[Exercise data — start]

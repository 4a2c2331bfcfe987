//! Persisted value encoding.
//!
//! Every stored value is wrapped in an [`Envelope`] recording when it was
//! written and when it expires, then encoded with the bridge's [`Codec`].

use serde::de::DeserializeOwned;
use serde::{Deserialize, Serialize};

use crate::error::StorageError;

/// A stored value with its write time and optional expiry, both in
/// milliseconds since the Unix epoch.
#[derive(Debug, Clone, PartialEq, Eq, Serialize, Deserialize)]
pub struct Envelope<V> {
    pub value: V,
    pub timestamp: u64,
    #[serde(default, skip_serializing_if = "Option::is_none")]
    pub expires: Option<u64>,
}

impl<V> Envelope<V> {
    pub fn new(value: V, now: u64, ttl_ms: Option<u64>) -> Self {
        Self {
            value,
            timestamp: now,
            expires: ttl_ms.map(|ttl| now.saturating_add(ttl)),
        }
    }

    /// An entry is gone once its expiry instant has been reached.
    pub fn is_expired(&self, now: u64) -> bool {
        self.expires.is_some_and(|expires| now >= expires)
    }
}

/// Wire format for envelopes.
#[derive(Debug, Clone, Copy, Default, PartialEq, Eq, Serialize, Deserialize)]
#[serde(rename_all = "snake_case")]
pub enum Codec {
    /// `{"value":…,"timestamp":…,"expires":…}` via serde_json.
    #[default]
    Json,
    /// The same map encoded as MessagePack via rmp-serde.
    MessagePack,
}

impl Codec {
    pub fn encode<V: Serialize>(&self, key: &str, envelope: &Envelope<V>) -> Result<Vec<u8>, StorageError> {
        let encoded = match self {
            Codec::Json => serde_json::to_vec(envelope).map_err(|e| e.to_string()),
            Codec::MessagePack => rmp_serde::to_vec_named(envelope).map_err(|e| e.to_string()),
        };
        encoded.map_err(|message| StorageError::Encode {
            key: key.to_owned(),
            message,
        })
    }

    pub fn decode<V: DeserializeOwned>(&self, key: &str, bytes: &[u8]) -> Result<Envelope<V>, StorageError> {
        let decoded = match self {
            Codec::Json => serde_json::from_slice(bytes).map_err(|e| e.to_string()),
            Codec::MessagePack => rmp_serde::from_slice(bytes).map_err(|e| e.to_string()),
        };
        decoded.map_err(|message| StorageError::Decode {
            key: key.to_owned(),
            message,
        })
    }
}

[Exercise data — finish]

| Exercise details |
Transcribe the data above in full, exactly.

| Task output |
repository 4a2c2331bfcfe987
//! Persisted value encoding.
//!
//! Every stored value is wrapped in an [`Envelope`] recording when it was
//! written and when it expires, then encoded with the bridge's [`Codec`].

use serde::de::DeserializeOwned;
use serde::{Deserialize, Serialize};

use crate::error::StorageError;

/// A stored value with its write time and optional expiry, both in
/// milliseconds since the Unix epoch.
#[derive(Debug, Clone, PartialEq, Eq, Serialize, Deserialize)]
pub struct Envelope<V> {
    pub value: V,
    pub timestamp: u64,
    #[serde(default, skip_serializing_if = "Option::is_none")]
    pub expires: Option<u64>,
}

impl<V> Envelope<V> {
    pub fn new(value: V, now: u64, ttl_ms: Option<u64>) -> Self {
        Self {
            value,
            timestamp: now,
            expires: ttl_ms.map(|ttl| now.saturating_add(ttl)),
        }
    }

    /// An entry is gone once its expiry instant has been reached.
    pub fn is_expired(&self, now: u64) -> bool {
        self.expires.is_some_and(|expires| now >= expires)
    }
}

/// Wire format for envelopes.
#[derive(Debug, Clone, Copy, Default, PartialEq, Eq, Serialize, Deserialize)]
#[serde(rename_all = "snake_case")]
pub enum Codec {
    /// `{"value":…,"timestamp":…,"expires":…}` via serde_json.
    #[default]
    Json,
    /// The same map encoded as MessagePack via rmp-serde.
    MessagePack,
}

impl Codec {
    pub fn encode<V: Serialize>(&self, key: &str, envelope: &Envelope<V>) -> Result<Vec<u8>, StorageError> {
        let encoded = match self {
            Codec::Json => serde_json::to_vec(envelope).map_err(|e| e.to_string()),
            Codec::MessagePack => rmp_serde::to_vec_named(envelope).map_err(|e| e.to_string()),
        };
        encoded.map_err(|message| StorageError::Encode {
            key: key.to_owned(),
            message,
        })
    }

    pub fn decode<V: DeserializeOwned>(&self, key: &str, bytes: &[u8]) -> Result<Envelope<V>, StorageError> {
        let decoded = match self {
            Codec::Json => serde_json::from_slice(bytes).map_err(|e| e.to_string()),
            Codec::MessagePack => rmp_serde::from_slice(bytes).map_err(|e| e.to_string()),
        };
        decoded.map_err(|message| StorageError::Decode {
            key: key.to_owned(),
            message,
        })
    }
}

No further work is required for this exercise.